We recognize that food choices are influenced by many factors. Our strategy aims to improve the food environment in Canada to make it easier for consumers to make the healthier choice. We're:

Improving healthy eating information

Canada's revised food guide, released in January 2019, is a mobile-friendly web application that provides consumers with easier access to dietary guidance.

New resources and tools  are developed on an ongoing basis to help people apply Canada's food guide where they live, learn, work and play. We continue to consult with interested parties and the public to make sure that new guidance and resources are relevant and useful.

At the end of 2016, we updated regulations about food labels.

The changes to the food label will make it easier to compare similar products to make healthier choices.

Health Canada requires a new mandatory front-of-package nutrition symbol on prepackaged foods high in sodium, sugars, and saturated fat. The symbol will make it quicker and easier for people living in Canada to make healthier and more informed food choices.
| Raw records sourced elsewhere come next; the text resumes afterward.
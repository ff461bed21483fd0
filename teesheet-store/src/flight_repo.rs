use async_trait::async_trait;
use chrono::{DateTime, NaiveDate, NaiveTime, Utc};
use sqlx::{PgConnection, PgPool};
use std::collections::HashMap;
use teesheet_core::models::PlayerIdentity;
use teesheet_core::repository::FlightRepository;
use teesheet_core::{
    BoxError, DuplicateKey, Flight, FlightStatus, Player, PlayerType, StaleWrite, StartingHole,
    TeeTime,
};
use teesheet_shared::Masked;
use tracing::debug;
use uuid::Uuid;

use crate::codec::{enum_from_text, enum_to_text, narrow};

const FLIGHT_COLUMNS: &str = "id, tenant_id, course_id, booking_number, tee_date, tee_time, starting_hole, \
     holes, status, notes, cancelled_at, cancelled_by, cancellation_reason, created_by, created_at, updated_at";

const PLAYER_COLUMNS: &str = "id, flight_id, position, player_type, member_id, dependent_id, guest_name, \
     guest_email, sponsor_member_id, cart_request, caddy_request, rental_request, checked_in, checked_in_at";

pub struct PgFlightRepository {
    pool: PgPool,
}

impl PgFlightRepository {
    pub fn new(pool: PgPool) -> Self {
        Self { pool }
    }

    async fn load_players(&self, flight_ids: &[Uuid]) -> Result<HashMap<Uuid, Vec<Player>>, BoxError> {
        let rows: Vec<PlayerRow> = sqlx::query_as(&format!(
            "SELECT {} FROM flight_players WHERE flight_id = ANY($1) ORDER BY flight_id, position",
            PLAYER_COLUMNS
        ))
        .bind(flight_ids)
        .fetch_all(&self.pool)
        .await?;

        let mut players: HashMap<Uuid, Vec<Player>> = HashMap::new();
        for row in rows {
            let flight_id = row.flight_id;
            players.entry(flight_id).or_default().push(row.try_into()?);
        }
        Ok(players)
    }

    async fn assemble(&self, rows: Vec<FlightRow>) -> Result<Vec<Flight>, BoxError> {
        if rows.is_empty() {
            return Ok(Vec::new());
        }
        let ids: Vec<Uuid> = rows.iter().map(|r| r.id).collect();
        let mut players = self.load_players(&ids).await?;

        rows.into_iter()
            .map(|row| {
                let own = players.remove(&row.id).unwrap_or_default();
                row.into_flight(own)
            })
            .collect()
    }
}

#[derive(sqlx::FromRow)]
struct FlightRow {
    id: Uuid,
    tenant_id: Uuid,
    course_id: Uuid,
    booking_number: String,
    tee_date: NaiveDate,
    tee_time: NaiveTime,
    starting_hole: i16,
    holes: i16,
    status: String,
    notes: Option<String>,
    cancelled_at: Option<DateTime<Utc>>,
    cancelled_by: Option<String>,
    cancellation_reason: Option<String>,
    created_by: Option<String>,
    created_at: DateTime<Utc>,
    updated_at: DateTime<Utc>,
}

impl FlightRow {
    fn into_flight(self, players: Vec<Player>) -> Result<Flight, BoxError> {
        let hole: u8 = narrow("starting_hole", self.starting_hole)?;
        Ok(Flight {
            id: self.id,
            tenant_id: self.tenant_id,
            course_id: self.course_id,
            booking_number: self.booking_number,
            tee_date: self.tee_date,
            tee_time: TeeTime::from_naive_time(self.tee_time),
            starting_hole: StartingHole::try_from(hole)?,
            holes: narrow("holes", self.holes)?,
            status: self.status.parse::<FlightStatus>()?,
            players,
            notes: self.notes,
            cancelled_at: self.cancelled_at,
            cancelled_by: self.cancelled_by,
            cancellation_reason: self.cancellation_reason,
            created_by: self.created_by,
            created_at: self.created_at,
            updated_at: self.updated_at,
        })
    }
}

#[derive(sqlx::FromRow)]
struct PlayerRow {
    id: Uuid,
    flight_id: Uuid,
    position: i16,
    player_type: String,
    member_id: Option<Uuid>,
    dependent_id: Option<Uuid>,
    guest_name: Option<String>,
    guest_email: Option<String>,
    sponsor_member_id: Option<Uuid>,
    cart_request: String,
    caddy_request: String,
    rental_request: String,
    checked_in: bool,
    checked_in_at: Option<DateTime<Utc>>,
}

fn required<T>(value: Option<T>, column: &str, player_id: Uuid) -> Result<T, BoxError> {
    value.ok_or_else(|| format!("player {} is missing {}", player_id, column).into())
}

impl TryFrom<PlayerRow> for Player {
    type Error = BoxError;

    fn try_from(row: PlayerRow) -> Result<Self, Self::Error> {
        let identity = match enum_from_text::<PlayerType>(&row.player_type)? {
            PlayerType::Member => PlayerIdentity::Member {
                member_id: required(row.member_id, "member_id", row.id)?,
            },
            PlayerType::Dependent => PlayerIdentity::Dependent {
                dependent_id: required(row.dependent_id, "dependent_id", row.id)?,
            },
            PlayerType::Guest => PlayerIdentity::Guest {
                guest_name: Masked(required(row.guest_name, "guest_name", row.id)?),
                guest_email: row.guest_email.map(Masked),
                sponsor_member_id: row.sponsor_member_id,
            },
            PlayerType::WalkUp => PlayerIdentity::WalkUp {
                guest_name: Masked(required(row.guest_name, "guest_name", row.id)?),
            },
        };

        Ok(Player {
            id: row.id,
            position: narrow("position", row.position)?,
            identity,
            cart_request: enum_from_text(&row.cart_request)?,
            caddy_request: enum_from_text(&row.caddy_request)?,
            rental_request: enum_from_text(&row.rental_request)?,
            checked_in: row.checked_in,
            checked_in_at: row.checked_in_at,
        })
    }
}

async fn insert_players(conn: &mut PgConnection, flight: &Flight) -> Result<(), BoxError> {
    let sql = format!(
        "INSERT INTO flight_players ({}) VALUES ($1, $2, $3, $4, $5, $6, $7, $8, $9, $10, $11, $12, $13, $14)",
        PLAYER_COLUMNS
    );

    for player in &flight.players {
        let (member_id, dependent_id, guest_name, guest_email, sponsor) = match &player.identity {
            PlayerIdentity::Member { member_id } => (Some(*member_id), None, None, None, None),
            PlayerIdentity::Dependent { dependent_id } => (None, Some(*dependent_id), None, None, None),
            PlayerIdentity::Guest { guest_name, guest_email, sponsor_member_id } => (
                None,
                None,
                Some(guest_name.expose().as_str()),
                guest_email.as_ref().map(|e| e.expose().as_str()),
                *sponsor_member_id,
            ),
            PlayerIdentity::WalkUp { guest_name } => (None, None, Some(guest_name.expose().as_str()), None, None),
        };

        sqlx::query(&sql)
            .bind(player.id)
            .bind(flight.id)
            .bind(i16::from(player.position))
            .bind(enum_to_text(&player.player_type())?)
            .bind(member_id)
            .bind(dependent_id)
            .bind(guest_name)
            .bind(guest_email)
            .bind(sponsor)
            .bind(enum_to_text(&player.cart_request)?)
            .bind(enum_to_text(&player.caddy_request)?)
            .bind(enum_to_text(&player.rental_request)?)
            .bind(player.checked_in)
            .bind(player.checked_in_at)
            .execute(&mut *conn)
            .await?;
    }
    Ok(())
}

#[async_trait]
impl FlightRepository for PgFlightRepository {
    async fn get_flight(&self, tenant_id: Uuid, flight_id: Uuid) -> Result<Option<Flight>, BoxError> {
        let row: Option<FlightRow> = sqlx::query_as(&format!(
            "SELECT {} FROM flights WHERE id = $1 AND tenant_id = $2",
            FLIGHT_COLUMNS
        ))
        .bind(flight_id)
        .bind(tenant_id)
        .fetch_optional(&self.pool)
        .await?;

        match row {
            Some(row) => Ok(self.assemble(vec![row]).await?.pop()),
            None => Ok(None),
        }
    }

    async fn list_active_flights(
        &self,
        tenant_id: Uuid,
        course_id: Uuid,
        from: NaiveDate,
        to: NaiveDate,
    ) -> Result<Vec<Flight>, BoxError> {
        let rows: Vec<FlightRow> = sqlx::query_as(&format!(
            r#"
            SELECT {} FROM flights
            WHERE tenant_id = $1 AND course_id = $2
              AND tee_date BETWEEN $3 AND $4
              AND status <> 'CANCELLED'
            ORDER BY tee_date, tee_time, created_at
            "#,
            FLIGHT_COLUMNS
        ))
        .bind(tenant_id)
        .bind(course_id)
        .bind(from)
        .bind(to)
        .fetch_all(&self.pool)
        .await?;

        self.assemble(rows).await
    }

    async fn count_booked_players(
        &self,
        tenant_id: Uuid,
        course_id: Uuid,
        tee_date: NaiveDate,
        tee_time: TeeTime,
        starting_hole: StartingHole,
    ) -> Result<u32, BoxError> {
        let (count,): (i64,) = sqlx::query_as(
            r#"
            SELECT COUNT(p.id)
            FROM flights f
            JOIN flight_players p ON p.flight_id = f.id
            WHERE f.tenant_id = $1 AND f.course_id = $2
              AND f.tee_date = $3 AND f.tee_time = $4 AND f.starting_hole = $5
              AND f.status <> 'CANCELLED'
            "#,
        )
        .bind(tenant_id)
        .bind(course_id)
        .bind(tee_date)
        .bind(tee_time.to_naive_time())
        .bind(i16::from(starting_hole.hole_number()))
        .fetch_one(&self.pool)
        .await?;

        narrow("booked players", count)
    }

    async fn next_booking_sequence(&self, tenant_id: Uuid, year: i32) -> Result<u32, BoxError> {
        let prefix = format!("TT-{}-", year);
        let pattern = format!("^{}[0-9]{{5,}}$", prefix);
        let digits_from = prefix.len() as i32 + 1;

        // First use seeds from the highest number already issued; after that
        // the row is the counter.
        let (value,): (i32,) = sqlx::query_as(
            r#"
            INSERT INTO booking_sequences (tenant_id, year, last_value)
            VALUES (
                $1, $2,
                1 + COALESCE((
                    SELECT MAX(CAST(SUBSTRING(booking_number FROM $4) AS INTEGER))
                    FROM flights
                    WHERE tenant_id = $1 AND booking_number ~ $3
                ), 0)
            )
            ON CONFLICT (tenant_id, year)
            DO UPDATE SET last_value = booking_sequences.last_value + 1
            RETURNING last_value
            "#,
        )
        .bind(tenant_id)
        .bind(year)
        .bind(pattern)
        .bind(digits_from)
        .fetch_one(&self.pool)
        .await?;

        debug!("Issued booking sequence {} for tenant {} in {}", value, tenant_id, year);
        narrow("booking sequence", value)
    }

    async fn insert_flight(&self, flight: &Flight) -> Result<(), BoxError> {
        let mut tx = self.pool.begin().await?;

        let inserted = sqlx::query(&format!(
            "INSERT INTO flights ({}) VALUES ($1, $2, $3, $4, $5, $6, $7, $8, $9, $10, $11, $12, $13, $14, $15, $16)",
            FLIGHT_COLUMNS
        ))
        .bind(flight.id)
        .bind(flight.tenant_id)
        .bind(flight.course_id)
        .bind(&flight.booking_number)
        .bind(flight.tee_date)
        .bind(flight.tee_time.to_naive_time())
        .bind(i16::from(flight.starting_hole.hole_number()))
        .bind(i16::from(flight.holes))
        .bind(flight.status.as_str())
        .bind(flight.notes.as_deref())
        .bind(flight.cancelled_at)
        .bind(flight.cancelled_by.as_deref())
        .bind(flight.cancellation_reason.as_deref())
        .bind(flight.created_by.as_deref())
        .bind(flight.created_at)
        .bind(flight.updated_at)
        .execute(&mut *tx)
        .await;

        if let Err(e) = inserted {
            if let sqlx::Error::Database(db) = &e {
                if db.is_unique_violation() {
                    return Err(Box::new(DuplicateKey(flight.booking_number.clone())));
                }
            }
            return Err(e.into());
        }

        insert_players(&mut *tx, flight).await?;
        tx.commit().await?;
        Ok(())
    }

    async fn update_flight(&self, flight: &Flight, expected: FlightStatus) -> Result<(), BoxError> {
        let mut tx = self.pool.begin().await?;

        let result = sqlx::query(
            r#"
            UPDATE flights
            SET status = $3, notes = $4, cancelled_at = $5, cancelled_by = $6,
                cancellation_reason = $7, updated_at = $8
            WHERE id = $1 AND tenant_id = $2 AND status = $9
            "#,
        )
        .bind(flight.id)
        .bind(flight.tenant_id)
        .bind(flight.status.as_str())
        .bind(flight.notes.as_deref())
        .bind(flight.cancelled_at)
        .bind(flight.cancelled_by.as_deref())
        .bind(flight.cancellation_reason.as_deref())
        .bind(flight.updated_at)
        .bind(expected.as_str())
        .execute(&mut *tx)
        .await?;

        if result.rows_affected() == 0 {
            return Err(Box::new(StaleWrite(flight.id)));
        }

        sqlx::query("DELETE FROM flight_players WHERE flight_id = $1")
            .bind(flight.id)
            .execute(&mut *tx)
            .await?;
        insert_players(&mut *tx, flight).await?;

        tx.commit().await?;
        Ok(())
    }
}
We conducted consultations on front-of-package nutrition labelling:

Stakeholders' input informed adjustments to the regulations and helped us find the best way to help you make informed decisions on sodium, sugars, and saturated fat.

While the regulations came into force on the day they were published in the Canada Gazette, Part II, on July 20, 2022, a transition period will give manufacturers until January 1, 2026, to change their labels and comply with the new requirements.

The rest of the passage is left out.